Copy out each line of the listing that has the word "write" in it.

** Opening Given records block **

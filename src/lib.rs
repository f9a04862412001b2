// SPDX-License-Identifier: Apache-2.0 OR MIT
// Copyright (c) 2025-2026 naskel.com

//! # hbayeux - Bayeux publish/subscribe protocol engine
//!
//! A server-side Bayeux-style publish/subscribe engine: clients handshake
//! to obtain a session identity, connect to hold a long-lived receive
//! point, subscribe to channels in a hierarchical namespace (with `*` and
//! `**` wildcards), and publish messages that the server fans out to all
//! current subscribers. A security policy and an ordered extension chain
//! sit at every boundary.
//!
//! This crate is the protocol engine only. Concrete wire transports
//! (long-poll, streaming, websocket) and JSON framing live outside and
//! drive the engine through the [`Transport`] trait and
//! [`BayeuxServer::handle`] / [`BayeuxServer::extend_reply`].
//!
//! ## Quick Start
//!
//! ```rust
//! use hbayeux::{fields, BayeuxServer, Message};
//! use serde_json::json;
//!
//! fn main() -> hbayeux::Result<()> {
//!     let server = BayeuxServer::new();
//!
//!     // A client handshakes and gets a session id.
//!     let mut handshake = Message::new("/meta/handshake");
//!     let reply = server.handle(None, &mut handshake)?;
//!     let id = reply.client_id().expect("assigned id").to_string();
//!     let session = server.session(&id).expect("indexed");
//!
//!     // It subscribes and someone publishes.
//!     let mut subscribe = Message::new("/meta/subscribe");
//!     subscribe.set(fields::SUBSCRIPTION, json!("/chat/room1"));
//!     server.handle(Some(&session), &mut subscribe)?;
//!
//!     let mut publish = Message::new("/chat/room1");
//!     publish.set_data(json!({"text": "hello"}));
//!     server.handle(Some(&session), &mut publish)?;
//!
//!     assert_eq!(session.take_queue().len(), 1);
//!     Ok(())
//! }
//! ```
//!
//! ## Architecture
//!
//! ```text
//! +--------------------------------------------------------------+
//! |                     Transports (external)                    |
//! |        long-poll | streaming | websocket | in-process        |
//! +--------------------------------------------------------------+
//! |                        BayeuxServer                          |
//! |  extension chain | security policy | meta handlers | ticker  |
//! +--------------------------------------------------------------+
//! |   ChannelRegistry          |          SessionRegistry        |
//! |   tree + wildcard fan-out  |          ids + expiry sweep     |
//! +--------------------------------------------------------------+
//! |                      TimeoutScheduler                        |
//! |            connect holds | tick-driven expiry                |
//! +--------------------------------------------------------------+
//! ```
//!
//! ## Key Types
//!
//! | Type | Description |
//! |------|-------------|
//! | [`BayeuxServer`] | The engine: owns everything, runs the meta state machine |
//! | [`Message`] | Mutable key/value Bayeux message record |
//! | [`Session`] | One client's identity, outbound queue and advice |
//! | [`Channel`] | One node of the channel namespace tree |
//! | [`ChannelId`] | Parsed channel path with wildcard matching |
//! | [`Extension`] | Interceptor hooks on the receive/send boundaries |
//! | [`SecurityPolicy`] | Authorization at handshake/create/subscribe/publish |

/// Hierarchical channel namespace (ids, tree nodes, registry).
pub mod channel;
/// Server defaults and the named-option surface.
pub mod config;
/// The protocol engine and its meta-message handlers.
pub mod engine;
/// Crate error type.
pub mod error;
/// Message interceptor chain.
pub mod extension;
/// Server listener traits and the typed listener registry.
pub mod listener;
/// Bayeux message record and standard field names.
pub mod message;
/// Security policy boundary.
pub mod policy;
/// Tick-driven timeout scheduler.
pub mod scheduler;
/// Server-side sessions and their registry.
pub mod session;
/// Transport boundary trait.
pub mod transport;

pub use channel::{Channel, ChannelId, ChannelRegistry};
pub use config::ServerOptions;
pub use engine::BayeuxServer;
pub use error::{Error, Result};
pub use extension::{Extension, ExtensionChain};
pub use listener::{ChannelListener, ChannelMessageListener, SessionListener};
pub use message::{fields, Message};
pub use policy::{DefaultSecurityPolicy, SecurityPolicy};
pub use scheduler::{TimeoutHandle, TimeoutScheduler};
pub use session::{Session, SessionRegistry};
pub use transport::Transport;

/// Crate version, as compiled.
pub const VERSION: &str = env!("CARGO_PKG_VERSION");
impl ChannelRegistry {
    /// Create a registry holding only the root channel.
    pub fn new() -> Self {
        Self {
            root: Channel::root(),
            index: DashMap::new(),
        }
    }

    /// The root channel. Never swept.
    pub fn root(&self) -> &Arc<Channel> {
        &self.root
    }

    /// Look up a channel by exact path.
    pub fn channel(&self, path: &str) -> Option<Arc<Channel>> {
        self.index
            .get(path)
            .map(|entry| Arc::clone(entry.value()))
            .filter(|channel| !channel.removed.load(Ordering::Acquire))
    }

    /// Number of indexed channels.
    pub fn len(&self) -> usize {
        self.index.len()
    }

    /// Whether no channels exist besides the root.
    pub fn is_empty(&self) -> bool {
        self.index.is_empty()
    }

    /// Resolve `id`, optionally creating the whole branch.
    ///
    /// `policy_ok` is consulted once, for the full path, before anything
    /// is created; intermediate nodes are then created unconditionally.
    /// Returns `None` when the channel does not exist and creation was not
    /// requested or not permitted.
    pub fn resolve(
        &self,
        id: &ChannelId,
        create: bool,
        policy_ok: impl FnOnce() -> bool,
    ) -> Option<Arc<Channel>> {
        if let Some(existing) = self.channel(id.path()) {
            return Some(existing);
        }
        if !create || id.depth() == 0 {
            return None;
        }
        if !policy_ok() {
            return None;
        }
        Some(self.create_branch(id))
    }

    /// Create a channel unless it exists, running `init` on the new node.
    ///
    /// Server-side API: no security-policy check. Returns whether this
    /// call created the channel.
    pub fn create_if_absent(&self, path: &str, init: impl FnOnce(&Arc<Channel>)) -> Result<bool> {
        if self.channel(path).is_some() {
            return Ok(false);
        }
        let id = ChannelId::parse(path)?;
        let channel = self.create_branch(&id);
        init(&channel);
        Ok(true)
    }

    fn create_branch(&self, id: &ChannelId) -> Arc<Channel> {
        'retry: loop {
            let mut node = Arc::clone(&self.root);
            for depth in 1..=id.depth() {
                let Some(segment) = id.segment(depth - 1) else {
                    break;
                };
                let next = {
                    let mut children = node.children.write();
                    if node.removed.load(Ordering::Acquire) {
                        // Swept away under us; start over from the root.
                        None
                    } else {
                        Some(match children.get(segment) {
                            Some(existing) => Arc::clone(existing),
                            None => {
                                let child = Channel::new(id.prefix(depth), Arc::downgrade(&node));
                                children.insert(segment.to_string(), Arc::clone(&child));
                                self.index
                                    .insert(child.path().to_string(), Arc::clone(&child));
                                log::debug!("[ChannelRegistry] created {}", child.path());
                                child
                            }
                        })
                    }
                };
                match next {
                    Some(found) => node = found,
                    None => continue 'retry,
                }
            }
            return node;
        }
    }

    /// Add `session` to the channel's subscriber set. Idempotent.
    ///
    /// Meta and service channels accept only local sessions.
    pub fn subscribe(&self, channel: &Arc<Channel>, session: &Arc<Session>) -> Result<bool> {
        if (channel.is_meta() || channel.is_service()) && !session.is_local() {
            return Err(Error::Subscribe(format!(
                "{} accepts only local subscribers",
                channel.path()
            )));
        }
        Ok(channel.add_subscriber(session.id()))
    }

    /// Remove `session` from the channel's subscriber set. Idempotent;
    /// double-unsubscribe is a no-op, not an error.
    pub fn unsubscribe(&self, channel: &Arc<Channel>, session: &Arc<Session>) -> bool {
        channel.remove_subscriber(session.id())
    }

    /// Fan a message out to every session subscribed to the channel or to
    /// a wildcard ancestor pattern matching it.
    ///
    /// Each matched channel's listeners run first (registration order); a
    /// veto suppresses delivery to that channel's direct subscribers only.
    /// The publishing session is a normal fan-out target when subscribed;
    /// there is no sender exclusion. Returns the number of sessions the
    /// message was queued to.
    pub fn publish(
        &self,
        sessions: &SessionRegistry,
        from: Option<&Arc<Session>>,
        channel: &Arc<Channel>,
        message: &mut Message,
    ) -> usize {
        let matched = self.matching_channels(channel);
        let mut recipients: HashSet<String> = HashSet::new();
        for target in &matched {
            if !target.notify_listeners(from, message) {
                log::debug!(
                    "[ChannelRegistry] listener veto on {} for {}",
                    target.path(),
                    channel.path()
                );
                continue;
            }
            for subscriber in target.subscribers() {
                recipients.insert(subscriber);
            }
        }

        let frozen = Arc::new(message.clone());
        let mut delivered = 0;
        for subscriber in recipients {
            if let Some(session) = sessions.get(&subscriber) {
                session.enqueue(Arc::clone(&frozen));
                delivered += 1;
            }
        }
        log::debug!(
            "[ChannelRegistry] published {} to {} session(s)",
            channel.path(),
            delivered
        );
        delivered
    }

    /// The channel itself, its parent's `/*`, and every ancestor's `/**`.
    fn matching_channels(&self, channel: &Arc<Channel>) -> Vec<Arc<Channel>> {
        let id = channel.id();
        let mut seen: HashSet<String> = HashSet::new();
        let mut matched = Vec::new();
        seen.insert(id.path().to_string());
        matched.push(Arc::clone(channel));

        let depth = id.depth();
        if depth == 0 {
            return matched;
        }
        let mut patterns = Vec::with_capacity(depth + 1);
        patterns.push(format!("{}/{}", prefix_path(id, depth - 1), super::WILD));
        for ancestors in (0..depth).rev() {
            patterns.push(format!(
                "{}/{}",
                prefix_path(id, ancestors),
                super::DEEP_WILD
            ));
        }
        for pattern in patterns {
            if !seen.insert(pattern.clone()) {
                continue;
            }
            if let Some(wild) = self.channel(&pattern) {
                matched.push(wild);
            }
        }
        matched
    }

    /// Depth-first post-order reclamation pass.
    ///
    /// Removes subscriber ids whose session is gone, then removes every
    /// channel with no children, no subscribers, no listeners that is not
    /// persistent. Removal cascades upward within the same pass because
    /// children are processed before their parent is considered. The root
    /// is never removed. Returns the number of channels removed.
    pub fn sweep(&self, sessions: &SessionRegistry, listeners: &ListenerRegistry) -> usize {
        let mut removed = 0;
        self.sweep_node(&self.root, sessions, listeners, &mut removed);
        if removed > 0 {
            log::debug!("[ChannelRegistry] sweep removed {} channel(s)", removed);
        }
        removed
    }

    fn sweep_node(
        &self,
        node: &Arc<Channel>,
        sessions: &SessionRegistry,
        listeners: &ListenerRegistry,
        removed: &mut usize,
    ) {
        let pruned = node.prune_subscribers(|id| sessions.contains(id));
        if pruned > 0 {
            log::debug!(
                "[ChannelRegistry] pruned {} dead subscriber(s) from {}",
                pruned,
                node.path()
            );
        }
        for child in node.child_snapshot() {
            self.sweep_node(&child, sessions, listeners, removed);
            if self.try_remove_child(node, &child, listeners) {
                *removed += 1;
            }
        }
    }

    fn try_remove_child(
        &self,
        parent: &Arc<Channel>,
        child: &Arc<Channel>,
        listeners: &ListenerRegistry,
    ) -> bool {
        if child.is_persistent() {
            return false;
        }
        let mut parent_children = parent.children.write();
        {
            let child_children = child.children.write();
            if !child_children.is_empty() || child.has_local_state() {
                return false;
            }
            child.removed.store(true, Ordering::Release);
        }
        if let Some(segment) = child.id().last_segment() {
            parent_children.remove(segment);
        }
        drop(parent_children);

        let dropped = self
            .index
            .remove_if(child.path(), |_, stored| Arc::ptr_eq(stored, child));
        if dropped.is_some() {
            log::debug!("[ChannelRegistry] removed {}", child.path());
            listeners.notify_channel_removed(child.path());
            true
        } else {
            false
        }
    }

    /// Render the channel tree for diagnostics.
    pub fn dump(&self) -> String {
        let mut out = String::new();
        self.root.dump(&mut out, "");
        out
    }
}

** Closing Given records block **

## Result of this task:
                    let mut children = node.children.write();
        let mut parent_children = parent.children.write();
            let child_children = child.children.write();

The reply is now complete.